▶ _WHAT IS EXPECTED_
Going through the data below, please show each line containing the string "parts".

▶ _EXERCISE INPUT_
■ ■ ■ ■ ■ ■ ■
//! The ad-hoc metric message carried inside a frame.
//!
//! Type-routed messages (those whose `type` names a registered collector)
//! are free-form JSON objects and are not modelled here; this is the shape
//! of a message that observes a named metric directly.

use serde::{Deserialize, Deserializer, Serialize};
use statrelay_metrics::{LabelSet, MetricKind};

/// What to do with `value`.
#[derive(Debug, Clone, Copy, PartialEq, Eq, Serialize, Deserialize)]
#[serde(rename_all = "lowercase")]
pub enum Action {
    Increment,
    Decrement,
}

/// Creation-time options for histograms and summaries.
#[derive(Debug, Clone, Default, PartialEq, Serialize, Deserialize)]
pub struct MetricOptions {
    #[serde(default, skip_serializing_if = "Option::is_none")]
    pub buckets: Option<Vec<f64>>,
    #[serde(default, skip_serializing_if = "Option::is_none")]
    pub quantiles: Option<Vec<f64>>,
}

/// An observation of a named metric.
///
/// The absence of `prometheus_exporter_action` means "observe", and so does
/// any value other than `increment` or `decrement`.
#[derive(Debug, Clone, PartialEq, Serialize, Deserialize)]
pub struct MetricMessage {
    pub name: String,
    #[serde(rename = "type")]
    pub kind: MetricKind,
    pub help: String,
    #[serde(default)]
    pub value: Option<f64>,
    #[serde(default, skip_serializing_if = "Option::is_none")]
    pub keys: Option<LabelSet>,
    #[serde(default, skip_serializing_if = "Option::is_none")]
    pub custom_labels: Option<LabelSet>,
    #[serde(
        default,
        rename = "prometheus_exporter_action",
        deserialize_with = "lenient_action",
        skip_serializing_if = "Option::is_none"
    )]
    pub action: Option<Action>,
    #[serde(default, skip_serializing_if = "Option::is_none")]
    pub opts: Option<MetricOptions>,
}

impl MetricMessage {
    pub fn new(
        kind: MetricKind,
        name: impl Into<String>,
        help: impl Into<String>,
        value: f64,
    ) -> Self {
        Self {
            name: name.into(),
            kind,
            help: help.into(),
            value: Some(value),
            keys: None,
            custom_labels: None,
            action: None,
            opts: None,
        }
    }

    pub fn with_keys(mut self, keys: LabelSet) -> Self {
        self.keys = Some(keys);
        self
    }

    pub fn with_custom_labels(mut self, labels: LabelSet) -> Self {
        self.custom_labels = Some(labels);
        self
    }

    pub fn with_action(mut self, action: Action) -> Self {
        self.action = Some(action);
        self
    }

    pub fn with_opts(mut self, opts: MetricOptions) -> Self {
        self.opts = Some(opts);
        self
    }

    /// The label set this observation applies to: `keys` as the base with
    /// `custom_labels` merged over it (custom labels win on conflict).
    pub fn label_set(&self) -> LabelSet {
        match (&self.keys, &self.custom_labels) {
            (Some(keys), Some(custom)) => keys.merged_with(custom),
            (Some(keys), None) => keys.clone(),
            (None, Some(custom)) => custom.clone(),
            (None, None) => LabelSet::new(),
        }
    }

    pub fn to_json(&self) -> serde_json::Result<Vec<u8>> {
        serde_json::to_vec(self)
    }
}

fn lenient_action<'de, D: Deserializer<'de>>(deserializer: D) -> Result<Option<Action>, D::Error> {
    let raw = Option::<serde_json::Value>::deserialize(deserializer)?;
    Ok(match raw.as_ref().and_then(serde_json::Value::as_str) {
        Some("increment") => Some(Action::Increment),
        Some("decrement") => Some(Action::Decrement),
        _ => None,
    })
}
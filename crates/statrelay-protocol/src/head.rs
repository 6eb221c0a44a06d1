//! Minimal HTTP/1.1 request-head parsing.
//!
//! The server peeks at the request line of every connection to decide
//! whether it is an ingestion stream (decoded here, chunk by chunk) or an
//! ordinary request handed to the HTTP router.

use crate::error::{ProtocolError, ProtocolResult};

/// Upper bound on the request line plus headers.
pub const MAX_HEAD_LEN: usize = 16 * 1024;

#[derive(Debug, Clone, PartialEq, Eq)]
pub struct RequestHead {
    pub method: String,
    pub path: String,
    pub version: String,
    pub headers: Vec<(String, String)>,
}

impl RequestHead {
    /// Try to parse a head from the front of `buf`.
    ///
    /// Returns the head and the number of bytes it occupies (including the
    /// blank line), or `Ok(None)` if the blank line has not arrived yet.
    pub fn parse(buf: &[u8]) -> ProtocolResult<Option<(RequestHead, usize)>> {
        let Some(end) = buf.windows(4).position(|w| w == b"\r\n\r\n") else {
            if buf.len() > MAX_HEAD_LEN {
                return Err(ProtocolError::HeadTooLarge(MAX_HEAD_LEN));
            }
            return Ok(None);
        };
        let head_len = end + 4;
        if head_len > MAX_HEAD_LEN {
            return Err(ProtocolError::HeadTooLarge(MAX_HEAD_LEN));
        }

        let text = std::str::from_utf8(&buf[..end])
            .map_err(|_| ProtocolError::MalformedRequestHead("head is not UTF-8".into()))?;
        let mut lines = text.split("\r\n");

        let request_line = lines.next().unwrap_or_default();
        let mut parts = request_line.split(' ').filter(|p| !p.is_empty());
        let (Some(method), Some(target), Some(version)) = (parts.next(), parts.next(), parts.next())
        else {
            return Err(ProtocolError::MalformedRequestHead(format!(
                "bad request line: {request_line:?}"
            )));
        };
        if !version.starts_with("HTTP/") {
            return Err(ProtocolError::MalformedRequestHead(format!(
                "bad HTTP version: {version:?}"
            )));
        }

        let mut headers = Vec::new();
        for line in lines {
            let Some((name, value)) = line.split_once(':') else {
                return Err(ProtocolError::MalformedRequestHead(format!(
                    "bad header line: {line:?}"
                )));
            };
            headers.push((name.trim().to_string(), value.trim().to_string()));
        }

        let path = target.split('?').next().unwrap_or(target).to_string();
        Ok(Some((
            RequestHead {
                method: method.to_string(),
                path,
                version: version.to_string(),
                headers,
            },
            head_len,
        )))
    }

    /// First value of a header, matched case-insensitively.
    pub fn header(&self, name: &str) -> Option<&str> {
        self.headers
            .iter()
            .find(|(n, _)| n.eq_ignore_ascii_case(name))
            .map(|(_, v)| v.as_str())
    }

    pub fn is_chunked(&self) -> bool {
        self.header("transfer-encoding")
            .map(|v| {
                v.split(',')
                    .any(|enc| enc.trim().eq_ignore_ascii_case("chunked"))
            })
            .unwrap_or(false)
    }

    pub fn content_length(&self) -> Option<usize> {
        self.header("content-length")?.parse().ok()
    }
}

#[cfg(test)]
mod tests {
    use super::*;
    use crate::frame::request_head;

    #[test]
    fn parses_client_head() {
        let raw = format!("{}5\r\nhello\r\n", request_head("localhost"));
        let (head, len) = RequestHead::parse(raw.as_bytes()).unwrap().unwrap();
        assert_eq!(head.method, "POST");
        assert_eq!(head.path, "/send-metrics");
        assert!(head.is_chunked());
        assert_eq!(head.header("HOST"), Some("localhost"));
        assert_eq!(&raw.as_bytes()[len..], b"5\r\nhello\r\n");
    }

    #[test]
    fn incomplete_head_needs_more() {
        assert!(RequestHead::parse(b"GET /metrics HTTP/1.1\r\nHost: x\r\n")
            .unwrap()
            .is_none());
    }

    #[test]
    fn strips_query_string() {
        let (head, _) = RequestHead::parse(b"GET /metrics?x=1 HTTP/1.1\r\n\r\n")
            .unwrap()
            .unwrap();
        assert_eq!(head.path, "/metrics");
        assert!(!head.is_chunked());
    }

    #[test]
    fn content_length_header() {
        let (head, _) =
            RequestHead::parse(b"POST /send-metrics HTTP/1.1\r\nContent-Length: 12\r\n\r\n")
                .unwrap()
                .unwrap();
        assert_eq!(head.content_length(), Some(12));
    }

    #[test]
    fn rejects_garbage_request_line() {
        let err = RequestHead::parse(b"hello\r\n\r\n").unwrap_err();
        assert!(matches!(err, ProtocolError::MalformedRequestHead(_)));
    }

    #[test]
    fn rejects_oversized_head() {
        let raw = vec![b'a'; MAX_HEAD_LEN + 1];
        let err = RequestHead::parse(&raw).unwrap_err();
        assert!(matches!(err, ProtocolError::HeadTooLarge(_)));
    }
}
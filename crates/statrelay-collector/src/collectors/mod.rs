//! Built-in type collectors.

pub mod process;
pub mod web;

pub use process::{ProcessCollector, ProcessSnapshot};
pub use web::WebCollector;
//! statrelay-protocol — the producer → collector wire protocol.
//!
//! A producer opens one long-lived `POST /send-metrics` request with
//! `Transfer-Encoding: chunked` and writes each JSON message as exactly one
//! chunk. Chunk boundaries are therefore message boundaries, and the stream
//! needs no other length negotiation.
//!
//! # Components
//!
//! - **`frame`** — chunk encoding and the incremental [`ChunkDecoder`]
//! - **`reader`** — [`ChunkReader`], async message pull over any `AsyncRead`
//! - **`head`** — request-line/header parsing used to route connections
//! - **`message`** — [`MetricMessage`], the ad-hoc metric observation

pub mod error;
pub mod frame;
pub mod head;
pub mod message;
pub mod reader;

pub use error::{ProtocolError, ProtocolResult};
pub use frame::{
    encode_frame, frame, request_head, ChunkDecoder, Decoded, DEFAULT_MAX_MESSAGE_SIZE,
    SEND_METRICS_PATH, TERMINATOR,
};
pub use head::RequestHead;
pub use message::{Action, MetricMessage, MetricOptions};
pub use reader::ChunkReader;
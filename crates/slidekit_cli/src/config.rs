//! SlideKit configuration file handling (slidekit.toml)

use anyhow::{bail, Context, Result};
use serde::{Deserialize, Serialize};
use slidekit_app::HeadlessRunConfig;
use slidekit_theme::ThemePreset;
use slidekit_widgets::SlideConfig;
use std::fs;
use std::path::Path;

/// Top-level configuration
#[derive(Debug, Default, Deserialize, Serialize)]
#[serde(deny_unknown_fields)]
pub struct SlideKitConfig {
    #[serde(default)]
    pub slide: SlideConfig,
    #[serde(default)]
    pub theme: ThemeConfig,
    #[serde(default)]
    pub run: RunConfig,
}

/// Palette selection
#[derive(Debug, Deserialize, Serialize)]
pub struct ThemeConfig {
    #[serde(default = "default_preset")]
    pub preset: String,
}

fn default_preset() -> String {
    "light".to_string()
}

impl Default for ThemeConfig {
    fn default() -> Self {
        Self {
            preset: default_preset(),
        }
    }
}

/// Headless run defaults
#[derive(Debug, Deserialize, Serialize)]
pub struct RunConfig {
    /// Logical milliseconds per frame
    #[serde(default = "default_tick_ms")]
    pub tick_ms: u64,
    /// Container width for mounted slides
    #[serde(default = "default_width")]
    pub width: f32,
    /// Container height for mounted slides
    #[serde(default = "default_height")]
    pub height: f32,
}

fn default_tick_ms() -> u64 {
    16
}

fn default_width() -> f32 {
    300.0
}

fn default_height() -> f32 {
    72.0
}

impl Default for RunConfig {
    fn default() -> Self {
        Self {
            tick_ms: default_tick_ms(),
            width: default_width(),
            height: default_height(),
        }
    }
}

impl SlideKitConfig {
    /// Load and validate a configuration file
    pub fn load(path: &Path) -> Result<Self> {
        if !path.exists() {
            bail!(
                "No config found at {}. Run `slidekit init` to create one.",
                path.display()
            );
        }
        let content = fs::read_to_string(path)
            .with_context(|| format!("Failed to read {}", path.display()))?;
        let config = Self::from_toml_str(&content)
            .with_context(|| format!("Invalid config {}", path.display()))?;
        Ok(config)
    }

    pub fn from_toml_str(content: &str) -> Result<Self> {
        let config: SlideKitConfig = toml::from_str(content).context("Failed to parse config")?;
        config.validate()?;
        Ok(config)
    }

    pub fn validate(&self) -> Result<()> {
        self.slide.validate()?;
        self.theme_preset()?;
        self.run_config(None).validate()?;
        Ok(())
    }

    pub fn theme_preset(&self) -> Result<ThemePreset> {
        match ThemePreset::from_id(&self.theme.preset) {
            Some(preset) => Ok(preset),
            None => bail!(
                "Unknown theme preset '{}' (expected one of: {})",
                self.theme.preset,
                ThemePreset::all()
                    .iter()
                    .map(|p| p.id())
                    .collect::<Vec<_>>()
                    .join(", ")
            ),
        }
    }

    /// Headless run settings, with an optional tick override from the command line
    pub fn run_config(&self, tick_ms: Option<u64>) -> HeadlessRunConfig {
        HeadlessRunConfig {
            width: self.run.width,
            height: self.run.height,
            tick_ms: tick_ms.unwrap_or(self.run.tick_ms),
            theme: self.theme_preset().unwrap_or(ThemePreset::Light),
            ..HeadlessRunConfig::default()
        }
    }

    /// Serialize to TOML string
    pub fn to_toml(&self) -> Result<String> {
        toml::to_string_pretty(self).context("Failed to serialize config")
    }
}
■ ■ ■ ■ ■ ■ ■
▶ _RESPONSE_
        let mut parts = request_line.split(' ').filter(|p| !p.is_empty());
        let (Some(method), Some(target), Some(version)) = (parts.next(), parts.next(), parts.next())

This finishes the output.